UniCredit, su 2012 pesa accantonamento crediti, cede ATF, rivedrà piano

venerdì 15 marzo 2013 15:20
 

MILANO, 15 marzo (Reuters) - UniCredit chiude il 2012 con un utile netto di 865 milioni dopo accantonamenti su crediti per 9,6 miliardi (+67,7%), di cui 4,6 miliardi nel solo quarto trimestre.

A causa "delle eccezionali difficoltà del contesto macroeconomico" le proiezioni finanziarie del piano industriale "saranno riviste", dice una nota.

Il solo quarto trimestre si è chiuso con una perdita netta di 553 milioni di euro contro l'utile di 114 milioni di un anno prima.

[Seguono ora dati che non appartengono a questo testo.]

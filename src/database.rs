//! Database - the top-level handle over tables, the buffer pool, and
//! the disk manager

use crate::common::error::{Error, Result};
use crate::common::logging::Timer;
use crate::storage::buffer_pool::BufferPool;
use crate::storage::disk_manager::DiskManager;
use crate::table::{validate_identifier, Table};
use crate::{strata_debug, strata_info, strata_warn};
use std::cell::RefCell;
use std::collections::HashMap;
use std::path::{Path, PathBuf};
use std::rc::Rc;

/// Row counts per table, as reported by [`Database::stats`]
#[derive(Debug, Clone, PartialEq, Eq)]
pub struct TableStats {
    /// Table name
    pub name: String,
    /// Number of rows in the table
    pub row_count: u64,
}

/// A snapshot of database shape for diagnostics
#[derive(Debug, Clone, PartialEq, Eq)]
pub struct DatabaseStats {
    /// Database name, derived from the root directory
    pub name: String,
    /// Number of tables
    pub table_count: usize,
    /// Per-table statistics, sorted by table name
    pub tables: Vec<TableStats>,
}

/// A disk-backed columnar database under one root directory
///
/// The database owns the buffer pool (and through it the disk
/// manager); tables and columns share the pool. All state reachable
/// from here is single-threaded.
pub struct Database {
    name: String,
    root: PathBuf,
    pool: Rc<RefCell<BufferPool>>,
    tables: HashMap<String, Table>,
}

impl Database {
    /// Open a database rooted at `root`, creating the directory if
    /// needed and rediscovering any tables persisted by earlier runs
    ///
    /// # Errors
    ///
    /// Returns an error if the root cannot be created or scanned, or if
    /// a persisted column is corrupt.
    pub fn open<P: AsRef<Path>>(root: P) -> Result<Self> {
        let root = root.as_ref().to_path_buf();
        let name = root
            .file_name()
            .map(|n| n.to_string_lossy().into_owned())
            .unwrap_or_else(|| "strata".to_string());
        let timer = Timer::start(format!("open database {name}"));

        let disk = DiskManager::new(&root)?;
        let pool = Rc::new(RefCell::new(BufferPool::new(disk)));

        let mut tables = HashMap::new();
        for entry in std::fs::read_dir(&root)? {
            let entry = entry?;
            if !entry.file_type()?.is_dir() {
                continue;
            }
            let Some(table_name) = entry.file_name().to_str().map(str::to_string) else {
                continue;
            };

            let table = Table::open_existing(table_name.clone(), Rc::clone(&pool), &root)?;
            strata_debug!(
                "Reopened table {table_name} with {} rows",
                table.row_count()
            );
            tables.insert(table_name, table);
        }

        strata_info!("Opened database {name} with {} tables", tables.len());
        timer.stop();
        Ok(Self {
            name,
            root,
            pool,
            tables,
        })
    }

    /// The database name, derived from the root directory
    pub fn name(&self) -> &str {
        &self.name
    }

    /// The root directory
    pub fn root(&self) -> &Path {
        &self.root
    }

    /// Create a table
    ///
    /// # Errors
    ///
    /// Returns an already-exists error for a duplicate name, or an
    /// invalid input error for a name that cannot be a directory.
    pub fn create_table(&mut self, table_name: &str) -> Result<&mut Table> {
        validate_identifier(table_name, "table")?;
        if self.tables.contains_key(table_name) {
            return Err(Error::already_exists(format!("table {table_name}")));
        }

        // Materialize the directory so an empty table survives a reopen.
        std::fs::create_dir_all(self.root.join(table_name))?;

        let table = Table::create(table_name.to_string(), Rc::clone(&self.pool));
        Ok(self.tables.entry(table_name.to_string()).or_insert(table))
    }

    /// Look up a table by name
    pub fn get_table(&mut self, table_name: &str) -> Option<&mut Table> {
        self.tables.get_mut(table_name)
    }

    /// Table names, sorted
    pub fn table_names(&self) -> Vec<&str> {
        let mut names: Vec<&str> = self.tables.keys().map(String::as_str).collect();
        names.sort_unstable();
        names
    }

    /// Drop a table: forget it, discard its buffered pages without
    /// write-back, and delete its files
    ///
    /// # Errors
    ///
    /// Returns a not-found error for an unknown table, or an I/O error
    /// if its directory cannot be removed.
    pub fn drop_table(&mut self, table_name: &str) -> Result<()> {
        if self.tables.remove(table_name).is_none() {
            return Err(Error::not_found(format!("table {table_name}")));
        }
        self.pool.borrow_mut().remove_dir(table_name)?;
        strata_info!("Dropped table {table_name}");
        Ok(())
    }

    /// Write every dirty page back to the disk manager
    ///
    /// # Errors
    ///
    /// Returns the first write-back failure.
    pub fn flush_all(&mut self) -> Result<()> {
        self.pool.borrow_mut().flush_all()
    }

    /// Flush everything, push it to stable storage, and consume the
    /// database handle
    ///
    /// # Errors
    ///
    /// Returns an error if a write-back or fsync fails; the handle is
    /// consumed either way.
    pub fn close(mut self) -> Result<()> {
        let result = self.pool.borrow_mut().sync();
        self.tables.clear();
        strata_info!("Closed database {}", self.name);
        result
    }

    /// A snapshot of table shapes for diagnostics
    pub fn stats(&self) -> DatabaseStats {
        let mut tables: Vec<TableStats> = self
            .tables
            .iter()
            .map(|(name, table)| TableStats {
                name: name.clone(),
                row_count: table.row_count(),
            })
            .collect();
        tables.sort_by(|a, b| a.name.cmp(&b.name));

        DatabaseStats {
            name: self.name.clone(),
            table_count: tables.len(),
            tables,
        }
    }
}

impl Drop for Database {
    fn drop(&mut self) {
        // Mirror an explicit close for handles that go out of scope.
        if let Err(e) = self.pool.borrow_mut().sync() {
            strata_warn!("Database teardown flush failed: {e}");
        }
    }
}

L'istituto ha siglato un accordo per la cessione del 99,75% di ATF Bank a KazNitrogenGaz a un prezzo pari al patrimonio netto del gruppo kazako alla data del perfezionamento. La sigla dell'accordo ha comportato un onere straordinario di circa 260 milioni, mentre il perfezionamento dell'operazione porterà un beneficio sul Core Tier 1 di circa 8 punti base.

A seguito degli accantonamenti la copertura dei crediti deteriorati è salita al 44,8%. Nella sola Italia la copertura è al 43,4%.

Il Core Tier 1 è migliorato negli ultimi tre mesi di 17 punti base al 10,84% secondo gli standard Basilea 2.5, mentre il Common Equity secondo Basilea 3 è al 9,2%.

Nel perimetro dell'attività commerciale italiana il risultato prima delle imposte è negativo per 2,6 miliardi nel 2012.

Il Cda ha deliberato la proposta di dividendo di 9 cent per azione con l'utilizzo delle riserve da profitto. La controllata UniCredit Bank AG distribuirà un dividendo straordinario di 1 miliardo che si aggiunge alla cedola 2012 di 1,5 miliardi.